Companies have to decide when to reserve inventory for customers-and when to risk disappointing them.
One of the key decisions to be made when linking a Web site to a real-time inventory system is at what point does a theoretical order become a real one? Shoppers often come to a Web site, place things in their shopping basket and then leave without either logging off or ordering. Given the high rates of shopping-cart abandonment, should an item be reserved in the warehouse every time someone tells a Web page he wants something?
Many companies don't think so, preferring to wait to reserve goods until after customers put their money down, says Lora Cecere, research director for enterprise and supply chain management at the GartnerGroup (US). Completing an order and checking out puts an item on hold in the inventory management database and prevents other people from ordering it. This may be good for the company, since it doesn't tie up inventory unnecessarily. But it is problematic for the customer who takes a little too long to complete an order and gets to the checkout only to find an item that was in stock is now out of stock.

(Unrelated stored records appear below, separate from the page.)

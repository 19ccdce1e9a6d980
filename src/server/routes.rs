use crate::analytics::gex::{self, ChainStrike, GexProfile};
use crate::errors::EngineError;
use crate::models::{validate_legs, GreeksSnapshot, OptionKind, OptionLeg, DAYS_PER_YEAR};
use crate::risk::limits::RiskConfig;
use crate::risk::pipeline::{ValidationReport, ValidationRequest};
use crate::state::{AppState, CounterSnapshot, PerfCounters};
use crate::strategy::classifier;
use crate::strategy::StrategyClassification;
use axum::extract::State;
use axum::http::StatusCode;
use axum::response::{IntoResponse, Json, Response};
use std::sync::Arc;

#[derive(Debug, serde::Deserialize)]
pub struct PriceRequest {
    pub spot: f64,
    pub strike: f64,
    pub kind: OptionKind,
    pub volatility: f64,
    pub time_to_expiry_years: Option<f64>,
    pub days_to_expiry: Option<f64>,
    pub risk_free_rate: Option<f64>,
}

#[derive(Debug, serde::Serialize, serde::Deserialize)]
pub struct PriceResponse {
    pub price: f64,
    pub greeks: GreeksSnapshot,
}

#[derive(Debug, serde::Deserialize)]
pub struct ClassifyRequest {
    pub legs: Vec<OptionLeg>,
}

#[derive(Debug, serde::Deserialize)]
pub struct GexRequest {
    pub chain: Vec<ChainStrike>,
}

#[derive(Debug, serde::Serialize, serde::Deserialize)]
pub struct ValidationResponse {
    pub request_id: String,
    pub report: ValidationReport,
}

impl IntoResponse for EngineError {
    fn into_response(self) -> Response {
        let status = match self {
            EngineError::InvalidInput { .. } => StatusCode::BAD_REQUEST,
            EngineError::Config(_) | EngineError::Model(_) => StatusCode::INTERNAL_SERVER_ERROR,
        };
        (status, Json(serde_json::json!({ "error": self.to_string() }))).into_response()
    }
}

/// Count rejected requests before handing the error back to axum.
fn rejected(state: &AppState, e: EngineError) -> EngineError {
    if e.is_invalid_input() {
        PerfCounters::bump(&state.counters.invalid_requests);
    }
    tracing::warn!(error = %e, "request rejected");
    e
}

/// POST /api/price -- single-contract price + Greeks
pub async fn post_price(
    State(state): State<Arc<AppState>>,
    Json(req): Json<PriceRequest>,
) -> Result<Json<PriceResponse>, EngineError> {
    PerfCounters::bump(&state.counters.pricings);

    let t = match (req.time_to_expiry_years, req.days_to_expiry) {
        (Some(t), _) => t,
        (None, Some(days)) => days / DAYS_PER_YEAR,
        (None, None) => {
            return Err(rejected(
                &state,
                EngineError::invalid(
                    "pricing",
                    "time_to_expiry_years or days_to_expiry is required",
                ),
            ))
        }
    };
    let rate = req.risk_free_rate.unwrap_or(state.config.risk_free_rate);

    let (price, greeks) = state
        .pricing
        .price_and_greeks(req.spot, req.strike, t, rate, req.volatility, req.kind)
        .map_err(|e| rejected(&state, e))?;

    Ok(Json(PriceResponse { price, greeks }))
}

/// POST /api/strategy/classify -- strategy shape of a leg set
pub async fn post_classify(
    State(state): State<Arc<AppState>>,
    Json(req): Json<ClassifyRequest>,
) -> Result<Json<StrategyClassification>, EngineError> {
    PerfCounters::bump(&state.counters.classifications);
    validate_legs("legs", &req.legs).map_err(|e| rejected(&state, e))?;
    Ok(Json(classifier::classify(&req.legs)))
}

/// POST /api/risk/validate -- run the ten-check pipeline
pub async fn post_validate(
    State(state): State<Arc<AppState>>,
    Json(req): Json<ValidationRequest>,
) -> Result<Json<ValidationResponse>, EngineError> {
    PerfCounters::bump(&state.counters.validations);
    let request_id = uuid::Uuid::new_v4().to_string();

    let report = state.pipeline.validate(&req).map_err(|e| rejected(&state, e))?;
    if !report.passed {
        PerfCounters::bump(&state.counters.validations_blocked);
    }
    tracing::info!(
        request_id = %request_id,
        passed = report.passed,
        strategy = %report.strategy.strategy,
        "validation served"
    );

    Ok(Json(ValidationResponse { request_id, report }))
}

/// POST /api/gex -- dealer gamma exposure for a chain snapshot
pub async fn post_gex(
    State(state): State<Arc<AppState>>,
    Json(req): Json<GexRequest>,
) -> Result<Json<GexProfile>, EngineError> {
    PerfCounters::bump(&state.counters.gex_requests);
    let profile = gex::compute_gex(&req.chain).map_err(|e| rejected(&state, e))?;
    Ok(Json(profile))
}

/// GET /api/config -- effective risk configuration
pub async fn get_config(State(state): State<Arc<AppState>>) -> Json<RiskConfig> {
    Json(*state.pipeline.config())
}

/// GET /api/counters -- request counters (lock-free reads)
pub async fn get_counters(State(state): State<Arc<AppState>>) -> Json<CounterSnapshot> {
    Json(state.counters.snapshot())
}
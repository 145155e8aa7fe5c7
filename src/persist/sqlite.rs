//! SQLite persister backed by rusqlite.

use std::path::{Path, PathBuf};

use rusqlite::types::{ToSql, ToSqlOutput};
use rusqlite::{Connection, params_from_iter};
use tracing::{debug, info};

use crate::schema::{CellValue, Table};

use super::{
    PersistError, PersistResult, PersistStats, Persister, create_table_statement, insert_statement,
};

impl ToSql for CellValue {
    fn to_sql(&self) -> rusqlite::Result<ToSqlOutput<'_>> {
        Ok(match self {
            CellValue::Text(s) => ToSqlOutput::from(s.as_str()),
            CellValue::Integer(i) => ToSqlOutput::from(*i),
            CellValue::Real(r) => ToSqlOutput::from(*r),
        })
    }
}

/// Writes tables into a new SQLite database file.
#[derive(Debug, Clone)]
pub struct SqlitePersister {
    path: PathBuf,
    overwrite: bool,
}

impl SqlitePersister {
    pub fn new(path: impl Into<PathBuf>) -> Self {
        Self {
            path: path.into(),
            overwrite: false,
        }
    }

    /// Replace an existing database file instead of refusing to write.
    pub fn overwrite(mut self, overwrite: bool) -> Self {
        self.overwrite = overwrite;
        self
    }

    pub fn path(&self) -> &Path {
        &self.path
    }

    fn prepare_output(&self) -> PersistResult<()> {
        if self.path.exists() {
            if !self.overwrite {
                return Err(PersistError::OutputExists {
                    path: self.path.display().to_string(),
                });
            }
            std::fs::remove_file(&self.path).map_err(|e| PersistError::Io {
                path: self.path.display().to_string(),
                source: e,
            })?;
        }
        if let Some(parent) = self.path.parent().filter(|p| !p.as_os_str().is_empty()) {
            std::fs::create_dir_all(parent).map_err(|e| PersistError::Io {
                path: parent.display().to_string(),
                source: e,
            })?;
        }
        Ok(())
    }
}

impl Persister for SqlitePersister {
    fn persist(&mut self, tables: &[Table]) -> PersistResult<PersistStats> {
        self.prepare_output()?;
        info!(path = %self.path.display(), "writing SQLite database");
        let mut conn = Connection::open(&self.path)?;
        persist_to_connection(&mut conn, tables)
    }
}

/// Create and fill every table inside a single transaction.
pub fn persist_to_connection(conn: &mut Connection, tables: &[Table]) -> PersistResult<PersistStats> {
    let tx = conn.transaction()?;
    let mut stats = PersistStats::default();

    for table in tables {
        tx.execute(&create_table_statement(table), [])?;
        for row in table.rows.values() {
            let insert = insert_statement(table, row);
            tx.execute(&insert.sql, params_from_iter(insert.params.iter()))?;
        }
        debug!(table = %table.name, rows = table.row_count(), "table persisted");
        stats.tables += 1;
        stats.rows += table.row_count();
    }

    tx.commit()?;
    info!(tables = stats.tables, rows = stats.rows, "persisted tables");
    Ok(stats)
}
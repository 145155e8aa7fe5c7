//! Conversion configuration, persisted as TOML.
//!
//! ```toml
//! strip_uri_prefixes = ["http://example.org/cars/"]
//! ignore_tables = ["Thing"]
//!
//! [[triple_filters]]
//! type = "remove_unit"
//! predicates = ["range"]
//! unit = "km"
//!
//! [table_aliases]
//! "Car-Vehicle" = "car"
//!
//! [table_field_comments.car]
//! range = "in kilometers"
//! ```

use std::collections::BTreeMap;
use std::path::Path;

use miette::Diagnostic;
use serde::{Deserialize, Serialize};
use thiserror::Error;

use crate::filter::{FilterPipeline, TripleFilter};

/// Errors from loading a conversion configuration.
#[derive(Debug, Error, Diagnostic)]
pub enum ConfigError {
    #[error("failed to read config: {path}")]
    #[diagnostic(
        code(kg2sql::config::read),
        help("Ensure the config file exists and is readable.")
    )]
    Read {
        path: String,
        #[source]
        source: std::io::Error,
    },

    #[error("failed to parse config {path}: {message}")]
    #[diagnostic(
        code(kg2sql::config::parse),
        help(
            "Check the TOML syntax. Every triple filter needs a `type` \
             (parse_german_number, remove_unit, drop, ignore_values, split_range) \
             and a `predicates` list."
        )
    )]
    Parse { path: String, message: String },
}

pub type ConfigResult<T> = std::result::Result<T, ConfigError>;

/// User-supplied options steering induction and postprocessing.
#[derive(Debug, Clone, Default, PartialEq, Serialize, Deserialize)]
#[serde(default)]
pub struct ConversionConfig {
    /// IRI prefixes removed from entity names and link targets (first match wins).
    pub strip_uri_prefixes: Vec<String>,
    /// Filters applied to every triple, consulted in this order.
    pub triple_filters: Vec<TripleFilter>,
    /// Raw composite type label -> table name.
    pub table_aliases: BTreeMap<String, String>,
    /// Default relation column name -> alias. A key may be qualified with the
    /// predicate (`articleToPerson.reviewedBy`) to rename one relation only.
    pub relation_key_aliases: BTreeMap<String, String>,
    /// Table -> field -> column comment.
    pub table_field_comments: BTreeMap<String, BTreeMap<String, String>>,
    /// Tables dropped after all other postprocessing.
    pub ignore_tables: Vec<String>,
    /// Table -> fields to drop.
    pub ignore_table_fields: BTreeMap<String, Vec<String>>,
    /// Table -> field -> new field name.
    pub table_field_aliases: BTreeMap<String, BTreeMap<String, String>>,
}

impl ConversionConfig {
    /// Load from a TOML file.
    pub fn load(path: &Path) -> ConfigResult<Self> {
        let content = std::fs::read_to_string(path).map_err(|e| ConfigError::Read {
            path: path.display().to_string(),
            source: e,
        })?;
        Self::from_toml_str(&content).map_err(|e| match e {
            ConfigError::Parse { message, .. } => ConfigError::Parse {
                path: path.display().to_string(),
                message,
            },
            other => other,
        })
    }

    pub fn from_toml_str(content: &str) -> ConfigResult<Self> {
        toml::from_str(content).map_err(|e| ConfigError::Parse {
            path: "<inline>".into(),
            message: e.to_string(),
        })
    }

    /// Remove the first matching configured prefix from an IRI.
    pub fn strip_name<'a>(&self, name: &'a str) -> &'a str {
        self.strip_uri_prefixes
            .iter()
            .find_map(|prefix| name.strip_prefix(prefix.as_str()))
            .unwrap_or(name)
    }

    pub fn filter_pipeline(&self) -> FilterPipeline {
        FilterPipeline::new(self.triple_filters.clone())
    }

    /// Table name for a raw composite type label.
    pub fn table_name<'a>(&'a self, type_label: &'a str) -> &'a str {
        self.table_aliases
            .get(type_label)
            .map(String::as_str)
            .unwrap_or(type_label)
    }

    /// Column name for a relation.
    ///
    /// A predicate-qualified key (`articleToPerson.reviewedBy`) wins over the bare
    /// default name, so two predicates between the same types can be told apart.
    pub fn relation_key(&self, default_name: &str, predicate: &str) -> String {
        self.relation_key_aliases
            .get(&format!("{default_name}.{predicate}"))
            .or_else(|| self.relation_key_aliases.get(default_name))
            .cloned()
            .unwrap_or_else(|| default_name.to_string())
    }
}
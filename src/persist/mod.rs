//! Persistence of induced tables: statement rendering and persister backends.
//!
//! A persister receives the finalized tables in order and emits one `CREATE TABLE`
//! per table followed by one `INSERT` per row. Inserts name exactly the columns a
//! row has, so a missing optional value is left to the column default instead of
//! being written as an explicit NULL.

pub mod sqlite;

use miette::Diagnostic;
use thiserror::Error;

use crate::schema::{CellValue, Row, Table};

pub use sqlite::SqlitePersister;

#[derive(Debug, Error, Diagnostic)]
pub enum PersistError {
    #[error("output database already exists: {path}")]
    #[diagnostic(
        code(kg2sql::persist::exists),
        help("Pass --overwrite to replace it, or choose a different output path.")
    )]
    OutputExists { path: String },

    #[error("I/O error on {path}: {source}")]
    #[diagnostic(
        code(kg2sql::persist::io),
        help("Check that the output directory exists and is writable.")
    )]
    Io {
        path: String,
        #[source]
        source: std::io::Error,
    },

    #[error("SQLite error: {0}")]
    #[diagnostic(
        code(kg2sql::persist::sqlite),
        help(
            "The database rejected a statement. Table and column names come from the \
             graph; rename unusual ones with `table_aliases` or `table_field_aliases`."
        )
    )]
    Sqlite(#[from] rusqlite::Error),
}

pub type PersistResult<T> = std::result::Result<T, PersistError>;

/// Counts reported by a persister.
#[derive(Debug, Clone, Copy, Default, PartialEq, Eq)]
pub struct PersistStats {
    pub tables: usize,
    pub rows: usize,
}

/// Sink for finalized tables.
pub trait Persister {
    fn persist(&mut self, tables: &[Table]) -> PersistResult<PersistStats>;
}

/// Quote an identifier unless it is a plain `[A-Za-z_][A-Za-z0-9_]*` word.
pub fn quote_ident(name: &str) -> String {
    let mut chars = name.chars();
    let plain = matches!(chars.next(), Some(c) if c.is_ascii_alphabetic() || c == '_')
        && chars.all(|c| c.is_ascii_alphanumeric() || c == '_');
    if plain {
        name.to_string()
    } else {
        format!("\"{}\"", name.replace('"', "\"\""))
    }
}

/// Render the `CREATE TABLE` statement for a table.
///
/// ```text
/// CREATE TABLE Article (
///     articleId TEXT PRIMARY KEY,
///     title TEXT NOT NULL,
///     articleToPerson TEXT, -- author
///     FOREIGN KEY (articleToPerson) REFERENCES Person(personId)
/// )
/// ```
///
/// Items are tab-indented; a field comment follows the separating comma.
pub fn create_table_statement(table: &Table) -> String {
    let mut items: Vec<(String, Option<String>)> = Vec::new();

    if let Some(pk) = &table.primary_key {
        items.push((format!("{} TEXT PRIMARY KEY", quote_ident(pk)), None));
    }
    for (name, field) in table.fields.iter() {
        let mut line = format!("{} {}", quote_ident(name), field.sql_type);
        if !field.nullable {
            line.push_str(" NOT NULL");
        }
        let comment = field.comment.as_ref().map(|c| c.replace(['\n', '\r'], " "));
        items.push((line, comment));
    }
    for fk in &table.foreign_keys {
        items.push((
            format!(
                "FOREIGN KEY ({}) REFERENCES {}({})",
                quote_ident(&fk.field),
                quote_ident(&fk.referenced_table),
                quote_ident(&fk.referenced_key)
            ),
            None,
        ));
    }

    let mut out = format!("CREATE TABLE {} (", quote_ident(&table.name));
    let last = items.len().saturating_sub(1);
    for (i, (line, comment)) in items.iter().enumerate() {
        out.push_str("\n\t");
        out.push_str(line);
        if i < last {
            out.push(',');
        }
        if let Some(comment) = comment {
            out.push_str(" -- ");
            out.push_str(comment);
        }
    }
    out.push_str("\n)");
    out
}

/// A parameterized `INSERT` for one row.
#[derive(Debug, Clone, PartialEq)]
pub struct InsertStatement<'a> {
    pub sql: String,
    pub params: Vec<&'a CellValue>,
}

pub fn insert_statement<'a>(table: &Table, row: &'a Row) -> InsertStatement<'a> {
    let columns: Vec<String> = row.keys().map(quote_ident).collect();
    let placeholders = vec!["?"; columns.len()].join(", ");
    InsertStatement {
        sql: format!(
            "INSERT INTO {} ({}) VALUES ({})",
            quote_ident(&table.name),
            columns.join(", "),
            placeholders
        ),
        params: row.values().collect(),
    }
}

/// Collects rendered statements instead of executing them.
#[derive(Debug, Default, Clone)]
pub struct MemoryPersister {
    pub creates: Vec<String>,
    pub inserts: Vec<(String, Vec<CellValue>)>,
}

impl Persister for MemoryPersister {
    fn persist(&mut self, tables: &[Table]) -> PersistResult<PersistStats> {
        let mut stats = PersistStats::default();
        for table in tables {
            self.creates.push(create_table_statement(table));
            stats.tables += 1;
            for row in table.rows.values() {
                let insert = insert_statement(table, row);
                self.inserts
                    .push((insert.sql, insert.params.into_iter().cloned().collect()));
                stats.rows += 1;
            }
        }
        Ok(stats)
    }
}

To avoid disappointing customers, some companies hold inventory when the customer puts it in the shopping cart, and then cancel it if the customer leaves the Web site without paying. Different cancellation rules can be set up for different customers. Victoria's Secret's Web site saves registered shoppers' carts for at least two days; anonymous shoppers' carts are saved for varying lengths of time, depending on how much space is left in the database and how long the cart has been abandoned.